What you will do: Take the material below and output exactly the run of lines from the one containing "if Arc::ptr_eq(&prev, &fwd)" down to the one containing "pub fn unregister(&mut", with both included.

Material to process:
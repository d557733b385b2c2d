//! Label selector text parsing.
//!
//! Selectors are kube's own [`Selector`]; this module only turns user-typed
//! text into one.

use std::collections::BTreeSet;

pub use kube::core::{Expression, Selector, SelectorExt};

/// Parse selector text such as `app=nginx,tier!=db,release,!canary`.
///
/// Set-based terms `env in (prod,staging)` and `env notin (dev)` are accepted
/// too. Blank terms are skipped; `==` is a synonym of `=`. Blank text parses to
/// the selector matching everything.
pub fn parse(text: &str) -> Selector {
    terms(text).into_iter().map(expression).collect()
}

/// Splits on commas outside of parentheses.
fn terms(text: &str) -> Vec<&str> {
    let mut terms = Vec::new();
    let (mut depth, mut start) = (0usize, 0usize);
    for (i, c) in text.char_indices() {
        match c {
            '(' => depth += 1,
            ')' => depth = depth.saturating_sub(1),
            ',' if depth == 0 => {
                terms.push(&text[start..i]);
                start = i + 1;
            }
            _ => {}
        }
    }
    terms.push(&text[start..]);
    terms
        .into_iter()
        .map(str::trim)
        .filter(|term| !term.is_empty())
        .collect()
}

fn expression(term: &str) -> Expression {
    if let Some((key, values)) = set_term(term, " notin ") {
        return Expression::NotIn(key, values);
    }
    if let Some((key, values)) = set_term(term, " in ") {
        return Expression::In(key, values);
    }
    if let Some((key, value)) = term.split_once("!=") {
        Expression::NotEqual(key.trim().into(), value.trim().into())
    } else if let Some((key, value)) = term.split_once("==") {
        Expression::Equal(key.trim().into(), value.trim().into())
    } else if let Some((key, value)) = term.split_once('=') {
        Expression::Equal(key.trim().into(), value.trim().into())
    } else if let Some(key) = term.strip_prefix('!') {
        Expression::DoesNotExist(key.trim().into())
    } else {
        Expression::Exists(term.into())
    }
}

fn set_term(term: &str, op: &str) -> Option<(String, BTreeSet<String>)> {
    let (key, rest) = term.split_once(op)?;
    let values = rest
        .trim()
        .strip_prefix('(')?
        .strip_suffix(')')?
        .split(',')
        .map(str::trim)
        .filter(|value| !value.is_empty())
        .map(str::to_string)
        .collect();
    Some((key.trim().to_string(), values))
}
==
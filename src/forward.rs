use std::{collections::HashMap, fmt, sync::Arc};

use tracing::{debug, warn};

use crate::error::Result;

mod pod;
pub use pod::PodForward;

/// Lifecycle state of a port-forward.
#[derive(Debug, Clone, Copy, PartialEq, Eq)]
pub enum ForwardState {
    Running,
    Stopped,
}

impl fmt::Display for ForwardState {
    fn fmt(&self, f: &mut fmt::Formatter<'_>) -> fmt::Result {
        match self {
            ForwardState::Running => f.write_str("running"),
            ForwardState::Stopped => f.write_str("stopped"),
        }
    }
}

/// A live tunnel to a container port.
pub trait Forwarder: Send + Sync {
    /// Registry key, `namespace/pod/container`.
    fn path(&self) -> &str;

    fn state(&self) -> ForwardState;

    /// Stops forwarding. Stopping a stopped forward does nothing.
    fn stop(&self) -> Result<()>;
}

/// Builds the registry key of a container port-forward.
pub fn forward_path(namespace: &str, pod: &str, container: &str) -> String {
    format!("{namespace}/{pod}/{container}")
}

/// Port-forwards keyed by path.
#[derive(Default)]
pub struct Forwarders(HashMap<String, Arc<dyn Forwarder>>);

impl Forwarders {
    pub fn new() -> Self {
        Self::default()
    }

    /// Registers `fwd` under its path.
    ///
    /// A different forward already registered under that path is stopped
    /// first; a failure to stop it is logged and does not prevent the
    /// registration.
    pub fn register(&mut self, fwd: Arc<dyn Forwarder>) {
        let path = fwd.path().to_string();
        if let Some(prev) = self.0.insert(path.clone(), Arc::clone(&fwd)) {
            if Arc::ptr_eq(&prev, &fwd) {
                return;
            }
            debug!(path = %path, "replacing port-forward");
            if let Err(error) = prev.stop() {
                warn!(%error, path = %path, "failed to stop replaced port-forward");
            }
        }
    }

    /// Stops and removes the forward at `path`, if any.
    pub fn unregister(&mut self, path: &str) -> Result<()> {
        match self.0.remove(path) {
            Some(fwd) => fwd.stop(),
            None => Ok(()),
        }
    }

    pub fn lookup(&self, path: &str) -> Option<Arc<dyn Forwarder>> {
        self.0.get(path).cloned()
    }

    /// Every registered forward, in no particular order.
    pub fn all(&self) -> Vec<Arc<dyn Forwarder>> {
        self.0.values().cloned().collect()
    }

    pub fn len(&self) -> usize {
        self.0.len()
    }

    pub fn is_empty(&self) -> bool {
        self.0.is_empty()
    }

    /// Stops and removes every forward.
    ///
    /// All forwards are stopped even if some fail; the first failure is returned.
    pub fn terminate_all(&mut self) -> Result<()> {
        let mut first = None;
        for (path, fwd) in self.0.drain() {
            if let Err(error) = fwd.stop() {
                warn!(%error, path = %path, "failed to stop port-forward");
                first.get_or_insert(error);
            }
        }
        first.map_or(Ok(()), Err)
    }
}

Task solution:
            if Arc::ptr_eq(&prev, &fwd) {
                return;
            }
            debug!(path = %path, "replacing port-forward");
            if let Err(error) = prev.stop() {
                warn!(%error, path = %path, "failed to stop replaced port-forward");
            }
        }
    }

    /// Stops and removes the forward at `path`, if any.
    pub fn unregister(&mut self, path: &str) -> Result<()> {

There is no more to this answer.